3. MSF processes

MSF is predominantly an ecological process. The main physical mechanisms contributing to particle removal are:

• Surface straining of particles that are too large to pass through the pores of the filter media, mainly on the surface of the filter bed.
• Interception, a biological process intercepting bacteria as well as other contaminants. Units innoculated with a ciliary suspension feeder protozoa are more effective and improve as they “ripen”.
• Transport mechanisms (diffusion, sedimentation, interception, inertia, and hydrodynamic action) take smaller particles to the surface of the sand.
• Attachment causes these smaller particles to adhere to the sand grains, while increasing pressure in the filter leads to detachment, transporting the particles deeper into filter.

Levels of contamination can exceed the capacity of an MSF unit, but its limits are higher than for SSF systems, as high as 50 Nefelometric Turbidity Units (NTU) and 120 NTU for short durations. Moderate quantities of algae are usually beneficial, but rapid growth (algal blooms) cause filters to clog very quickly. Decaying algae can produce high concentrations of soluble and biodegradable organic material, leading to smell and taste problems.
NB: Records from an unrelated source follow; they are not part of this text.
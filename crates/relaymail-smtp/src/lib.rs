//! # relaymail-smtp
//!
//! Async SMTP relay client implementing the submission side of RFC 5321.
//!
//! ## Features
//!
//! - **Explicit session state machine**: connect, greeting, EHLO, STARTTLS
//!   and AUTH LOGIN as separately testable transitions
//! - **TLS support**: Both implicit TLS (port 465) and STARTTLS, with strict
//!   verification unless the caller relaxes it
//! - **Half-duplex command channel**: one command, one (possibly multiline)
//!   reply, bounded line reads and per-operation timeouts
//! - **Scoped teardown**: QUIT and close on disconnect, on failure and on drop
//!
//! ## Quick Start
//!
//! ```ignore
//! use relaymail_smtp::command::Command;
//! use relaymail_smtp::{Address, Config, Session};
//!
//! #[tokio::main]
//! async fn main() -> relaymail_smtp::Result<()> {
//!     let config = Config::builder("smtp.example.com")
//!         .credentials("user@example.com", "password")
//!         .build();
//!
//!     let mut session = Session::new(config);
//!     session.ensure_ready().await?;
//!
//!     let from = Address::new("sender@example.com")?;
//!     session.send_command(&Command::MailFrom { from }).await?;
//!
//!     session.disconnect().await;
//!     Ok(())
//! }
//! ```
//!
//! ## Session States
//!
//! ```text
//! ┌──────────────┐
//! │ Disconnected │ ─── connect() ───→ Connected ─── start_tls() ───→ TlsUpgraded
//! └──────────────┘                        │                              │
//!                                         └──── authenticate() ──────────┴──→ Authenticated
//! ```
//!
//! ## Modules
//!
//! - [`command`]: SMTP command builders
//! - [`config`]: Relay, credential and TLS configuration
//! - [`connection`]: Transport, command channel and session
//! - [`parser`]: Response parser
//! - [`types`]: Core SMTP types (addresses, extensions, replies)

#![warn(missing_docs)]
#![warn(clippy::all)]
#![warn(clippy::pedantic)]
#![forbid(unsafe_code)]

pub mod command;
pub mod config;
pub mod connection;
mod error;
pub mod parser;
pub mod types;

pub use config::{Config, ConfigBuilder, Credentials, Security, TlsOptions, TlsOverrides};
pub use connection::{
    CommandChannel, Dialer, ServerInfo, Session, SessionState, SmtpStream, TcpDialer, Transport,
};
pub use error::{Error, Result};
pub use types::{Address, AuthMechanism, Extension, Reply, ReplyCode};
A low colour level is desirable in water as organic material responsible for colour and chemicals used in the final process can react leading to harmful by-products. MSF will not produce good quality water if the source is very heavily contaminated. Improving the source through catchment protection and waste water treatment is the only long-term solution.

Low water temperature and low levels of nutrients or oxygen in the water all reduce biochemical activity and therefore make the system less efficient. Anaerobic conditions in the filter skin can create serious water quality problems and bad smell and taste.